I wanna play destiny 2 , cause university is getting hard on me


----------



## To22 (Apr 6, 2012)

Esteban said:


> It pisses me off that they're trying to turn Battlefield into a yearly release. You just know they're going to charge another 50 dollars for premium, bunch of greedy *******s. That game should just be a mod.
> 
> I'd rather they just release more maps for bf4 or a weapon pack or something. We don't need another battlefield game so soon, especially since their single player campaigns tend to be terrible.
> 
> I played the beta for hardline and it was basically just a reskin. I really hope that game flops.


Agreed and aGREED  EA tried to annualize Battlefield's formula with the Medal of Honor reboot and failed miserably while tarnishing Medal of Honor in the process. Medal of Honor became a watered down Battlefield and that's fun. /sarcasm


----------



## Kiba (Apr 26, 2013)

bancho1993 said:


> For me It's persona 5 , Metal Gear and the translated version of *Yakuza 5*.
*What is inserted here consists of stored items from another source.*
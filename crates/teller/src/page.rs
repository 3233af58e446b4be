//! Base page capability shared by every page object.

use crate::config::SuiteConfig;
use crate::driver::BrowserDriver;
use crate::locator::{BoundingBox, Locator};
use crate::result::{TellerError, TellerResult};
use crate::session::Session;
use crate::wait::{self, LoadState, WaitOptions};
use std::future::Future;
use std::path::PathBuf;
use std::time::Duration;

/// Operations common to all screens, bound to one [`Session`]
#[derive(Debug, Clone)]
pub struct BasePage {
    session: Session,
}

impl BasePage {
    /// Bind to a session
    #[must_use]
    pub fn new(session: Session) -> Self {
        Self { session }
    }

    /// The underlying session
    #[must_use]
    pub fn session(&self) -> &Session {
        &self.session
    }

    /// Suite configuration
    #[must_use]
    pub fn config(&self) -> &SuiteConfig {
        self.session.config()
    }

    fn driver(&self) -> TellerResult<&dyn BrowserDriver> {
        self.session.driver()
    }

    /// Bound an engine call by the action timeout
    async fn bounded<T>(
        &self,
        what: &str,
        op: impl Future<Output = TellerResult<T>>,
    ) -> TellerResult<T> {
        let timeout = self.config().action_timeout();
        tokio::time::timeout(timeout, op).await.map_err(|_| TellerError::Timeout {
            ms: timeout.as_millis() as u64,
            waited_for: what.to_string(),
        })?
    }

    // =========================================================================
    // Navigation and readiness
    // =========================================================================

    /// Navigate to `url`, resolved against the base URL when relative
    pub async fn navigate(&self, url: &str) -> TellerResult<()> {
        let target = self.config().resolve_url(url);
        let timeout = self.config().navigation_timeout();
        tracing::info!(url = %target, "navigate");
        let driver = self.driver()?;
        match tokio::time::timeout(timeout, driver.navigate(&target)).await {
            Ok(Ok(())) => Ok(()),
            Ok(Err(err @ TellerError::Navigation { .. })) => Err(err),
            Ok(Err(other)) => Err(TellerError::Navigation {
                url: target,
                message: other.to_string(),
            }),
            Err(_) => Err(TellerError::Navigation {
                url: target,
                message: format!("no response within {}ms", timeout.as_millis()),
            }),
        }
    }

    /// Wait until the document is parsed and the network is idle
    pub async fn wait_for_page_load(&self) -> TellerResult<()> {
        self.wait_for_load_state(LoadState::DomContentLoaded).await?;
        self.wait_for_load_state(LoadState::NetworkIdle).await
    }

    /// Wait for a single load state, bounded by the navigation timeout
    pub async fn wait_for_load_state(&self, state: LoadState) -> TellerResult<()> {
        let driver = self.driver()?;
        let options = self.config().wait_options(self.config().navigation_timeout_ms);
        wait::wait_for(state.event_name(), &options, || driver.load_state_reached(state)).await?;
        Ok(())
    }

    /// Current document URL
    pub async fn current_url(&self) -> TellerResult<String> {
        self.driver()?.current_url().await
    }

    // =========================================================================
    // Queries
    // =========================================================================

    /// Whether the element is visible; absent elements are not visible
    pub async fn is_element_visible(&self, locator: &Locator) -> TellerResult<bool> {
        self.driver()?.is_visible(locator.selector()).await
    }

    /// Trimmed text content, empty when the element or its text is missing
    pub async fn get_element_text(&self, locator: &Locator) -> TellerResult<String> {
        let text = self.driver()?.text_content(locator.selector()).await?;
        Ok(text.map(|t| t.trim().to_string()).unwrap_or_default())
    }

    /// Wait until the element is visible
    pub async fn wait_for_element(&self, locator: &Locator, timeout: Duration) -> TellerResult<()> {
        let driver = self.driver()?;
        let options = self.config().wait_options(timeout.as_millis() as u64);
        let waited_for = format!("{locator} to be visible");
        wait::wait_for(&waited_for, &options, || driver.is_visible(locator.selector())).await?;
        Ok(())
    }

    /// Number of matches
    pub async fn count(&self, locator: &Locator) -> TellerResult<usize> {
        self.driver()?.count(locator.selector()).await
    }

    /// Trimmed text of every match, in document order
    pub async fn all_texts(&self, locator: &Locator) -> TellerResult<Vec<String>> {
        let texts = self.driver()?.all_text_contents(locator.selector()).await?;
        Ok(texts.into_iter().map(|t| t.trim().to_string()).collect())
    }

    /// Trimmed labels of a `<select>` element's options
    pub async fn option_texts(&self, select: &Locator) -> TellerResult<Vec<String>> {
        self.all_texts(&select.descendant("option")).await
    }

    /// Current value of a form control
    pub async fn input_value(&self, locator: &Locator) -> TellerResult<String> {
        self.driver()?.input_value(locator.selector()).await
    }

    /// Native validation message of a form control (empty when valid)
    pub async fn validation_message(&self, locator: &Locator) -> TellerResult<String> {
        self.driver()?.validation_message(locator.selector()).await
    }

    /// Computed CSS property value
    pub async fn computed_style(&self, locator: &Locator, property: &str) -> TellerResult<String> {
        self.driver()?.computed_style(locator.selector(), property).await
    }

    /// Layout box, `None` when absent or not rendered
    pub async fn bounding_box(&self, locator: &Locator) -> TellerResult<Option<BoundingBox>> {
        self.driver()?.bounding_box(locator.selector()).await
    }

    // =========================================================================
    // Interactions
    // =========================================================================

    /// Click the element
    pub async fn click(&self, locator: &Locator) -> TellerResult<()> {
        tracing::debug!(%locator, "click");
        let driver = self.driver()?;
        self.bounded(&format!("click on {locator}"), driver.click(locator.selector()))
            .await
    }

    /// Clear the control and type `value`
    pub async fn fill(&self, locator: &Locator, value: &str) -> TellerResult<()> {
        tracing::debug!(%locator, value, "fill");
        let driver = self.driver()?;
        self.bounded(&format!("fill of {locator}"), driver.fill(locator.selector(), value))
            .await
    }

    /// Select an option by its visible label
    pub async fn select_option(&self, locator: &Locator, label: &str) -> TellerResult<()> {
        tracing::debug!(%locator, label, "select");
        let driver = self.driver()?;
        self.bounded(
            &format!("select on {locator}"),
            driver.select_option(locator.selector(), label),
        )
        .await
    }

    // =========================================================================
    // Artifacts
    // =========================================================================

    /// Save a full-page PNG as `<output_dir>/screenshots/<name>.png`
    pub async fn take_screenshot(&self, name: &str) -> TellerResult<PathBuf> {
        let shot = self.driver()?.screenshot().await?;
        let dir = self.config().output_dir.join("screenshots");
        tokio::fs::create_dir_all(&dir).await?;
        let path = dir.join(format!("{}.png", sanitize_file_name(name)));
        tokio::fs::write(&path, &shot.data).await?;
        tracing::info!(path = %path.display(), bytes = shot.size_bytes(), "screenshot saved");
        Ok(path)
    }

    /// Wait options for settle conditions
    #[must_use]
    pub fn settle_wait(&self) -> WaitOptions {
        self.config().settle_wait()
    }
}

/// Replace anything outside `[A-Za-z0-9_-]` with `-`
#[must_use]
pub fn sanitize_file_name(name: &str) -> String {
    let cleaned: String = name
        .chars()
        .map(|c| if c.is_ascii_alphanumeric() || c == '_' || c == '-' { c } else { '-' })
        .collect();
    if cleaned.is_empty() {
        "screenshot".to_string()
    } else {
        cleaned
    }
}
Yakuza 5 is getting a western release finally!?


----------



## Glue (Oct 26, 2010)

new Zelda
Xenoblade X
Persona 5
Devil survivor 2: Record Breaker
Cubivore 2


----------



## H i (Nov 23, 2013)

dead or alive 5 oh man can't wait!


----------



## Aribeth (Jan 14, 2012)

Okhrana said:


> gta v on the pc.


++++++

anyone else gonna buy it? maybe we can play together


----------



## OutsideR1 (Mar 13, 2014)

Aribeth said:


> ++++++
> 
> anyone else gonna buy it? maybe we can play together


I thought you dont like buying games 

I will be buying gta v for PC at some point too as well as

Witcher 3

AC: Rogue (PC)

No Man's Sky

Dark souls 2 remastered

Hellraid

AC: Victory

+ w/e else looks good. I will not be pre-ordering anything ever again after this year and will be super careful with ubisoft games so I dont get burned again.


----------



## Inscrutable Banana (Apr 1, 2008)

Hmm...this is what I can think of off the top of my head, but I'm probably leaving a few out.


Grand Theft Auto V PC
Batman: Arkham Knight
Tekken 7
Street Fighter V (I'm hoping it'll be a late 2015 release, but it'll probably be 2016)
Dark Souls II: Scholar of the First Sin
Metal Gear Solid V: The Phantom Pain
Killing Floor 2
Pillars of Eternity
Witcher 3
Torment: Tides of Numenera

And a few games that are technically "out" in early access, but I'm hoping will be finished in 2015:


Distance
Satellite Reign
Grim Dawn

Unfortunately, my broke *** won't be able to afford to buy most of these at release and I'll end up having to wait a while after release for them to go on sale. ¬_¬


----------



## bancho1993 (Aug 28, 2014)

Aribeth said:


> ++++++
> 
> anyone else gonna buy it? maybe we can play together


I might do when i upgrade my pc in a few months. Heard it will run at 60fps so could motivate me to upgrading my machine. But yeah if i do get it would be up for online play.


----------



## bancho1993 (Aug 28, 2014)

Kiba said:


> Yakuza 5 is getting a western release finally!?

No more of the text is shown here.